La escena de la mano del joven que está muriendo y la del niño que acaba de llegar parece una imagen perfecta del relevo generacional, pero su fuerza verdadera está en otra parte. Durante unos segundos dos extremos de una familia ocupan el mismo presente. Uno ya se está yendo; el otro ni siquiera sabe que acaba de entrar en una historia comenzada mucho antes.

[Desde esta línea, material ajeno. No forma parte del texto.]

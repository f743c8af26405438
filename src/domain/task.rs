//! Task domain model
//!
//! A task is one named unit of work declared under the Tasks section of a
//! markdown document. Dependencies are kept as unresolved names; resolving
//! and running them belongs to whatever consumes the parsed records.

use serde::{Deserialize, Serialize};

/// A single task definition
#[derive(Debug, Clone, Default, PartialEq, Eq, Serialize, Deserialize)]
pub struct Task {
    /// Heading text that introduced the task (trimmed)
    pub name: String,

    /// Prose lines from the task body, in document order
    #[serde(default)]
    pub description: Vec<String>,

    /// Verbatim contents of the fenced code block, fence lines excluded
    #[serde(default)]
    pub script: String,

    /// Environment assignments, one per attribute line
    #[serde(default)]
    pub env: Vec<String>,

    /// Names of tasks that must run first
    #[serde(default)]
    pub depends_on: Vec<String>,

    /// External inputs the task expects
    #[serde(default)]
    pub inputs: Vec<String>,

    /// Working directory (empty when unset)
    #[serde(default)]
    pub dir: String,
}

impl Task {
    /// Creates an empty task with the given name
    pub fn new(name: impl Into<String>) -> Self {
        Self {
            name: name.into(),
            ..Default::default()
        }
    }

    /// Returns true if the task has a script to run
    pub fn has_script(&self) -> bool {
        !self.script.is_empty()
    }

    /// Returns the first description line, if any
    pub fn summary(&self) -> Option<&str> {
        self.description.first().map(String::as_str)
    }
}

/// Ordered collection of tasks, in the order their headings appear
#[derive(Debug, Clone, Default, PartialEq, Eq, Serialize, Deserialize)]
#[serde(transparent)]
pub struct Tasks(Vec<Task>);

impl Tasks {
    pub fn new() -> Self {
        Self(Vec::new())
    }

    /// Appends a finished task
    pub fn push(&mut self, task: Task) {
        self.0.push(task);
    }

    /// Finds the first task with the given name
    pub fn get(&self, name: &str) -> Option<&Task> {
        self.0.iter().find(|t| t.name == name)
    }

    /// Task names in document order
    pub fn names(&self) -> impl Iterator<Item = &str> {
        self.0.iter().map(|t| t.name.as_str())
    }
}

impl From<Vec<Task>> for Tasks {
    fn from(tasks: Vec<Task>) -> Self {
        Self(tasks)
    }
}

impl std::ops::Deref for Tasks {
    type Target = [Task];

    fn deref(&self) -> &Self::Target {
        &self.0
    }
}

impl IntoIterator for Tasks {
    type Item = Task;
    type IntoIter = std::vec::IntoIter<Task>;

    fn into_iter(self) -> Self::IntoIter {
        self.0.into_iter()
    }
}

impl<'a> IntoIterator for &'a Tasks {
    type Item = &'a Task;
    type IntoIter = std::slice::Iter<'a, Task>;

    fn into_iter(self) -> Self::IntoIter {
        self.0.iter()
    }
}

#[cfg(test)]
mod tests {
    use super::*;

    #[test]
    fn new_task_is_empty() {
        let task = Task::new("build");
        assert_eq!(task.name, "build");
        assert!(task.description.is_empty());
        assert!(!task.has_script());
        assert!(task.dir.is_empty());
        assert_eq!(task.summary(), None);
    }

    #[test]
    fn summary_is_first_description_line() {
        let mut task = Task::new("build");
        task.description.push("Builds the project".to_string());
        task.description.push("Second line".to_string());
        assert_eq!(task.summary(), Some("Builds the project"));
    }

    #[test]
    fn tasks_preserve_order_and_lookup() {
        let tasks = Tasks::from(vec![Task::new("b"), Task::new("a"), Task::new("b")]);

        assert_eq!(tasks.len(), 3);
        assert_eq!(tasks.names().collect::<Vec<_>>(), vec!["b", "a", "b"]);
        assert_eq!(tasks.get("a").map(|t| t.name.as_str()), Some("a"));
        assert!(tasks.get("missing").is_none());
    }

    #[test]
    fn serializes_as_array() {
        let mut task = Task::new("hello");
        task.depends_on.push("list".to_string());
        let tasks = Tasks::from(vec![task]);

        let json = serde_json::to_value(&tasks).unwrap();
        assert!(json.is_array());
        assert_eq!(json[0]["name"], "hello");
        assert_eq!(json[0]["depends_on"][0], "list");
        assert_eq!(json[0]["script"], "");
    }
}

Leído junto a El Último Abrazo, el contraste es extraordinario. En aquel texto toda una narración se construye alrededor de un contacto final que no ocurrió. Aquí el narrador descubre, sesenta años después, un contacto que sí ocurrió pero que no podía recordar. Un abrazo ausente domina una memoria; una mano olvidada modifica una biografía.

En ambos casos, el tacto importa porque marca el límite entre presencia y desaparición.

Mario cree descubrir algo sobre Carlitos. En realidad descubre algo sobre sí mismo: había formado parte de aquella despedida desde siempre.

Una vida puede cambiar retrospectivamente cuando aparece el recuerdo de otro.

Eso es inquietante y hermoso: no somos los únicos custodios de nuestra propia historia.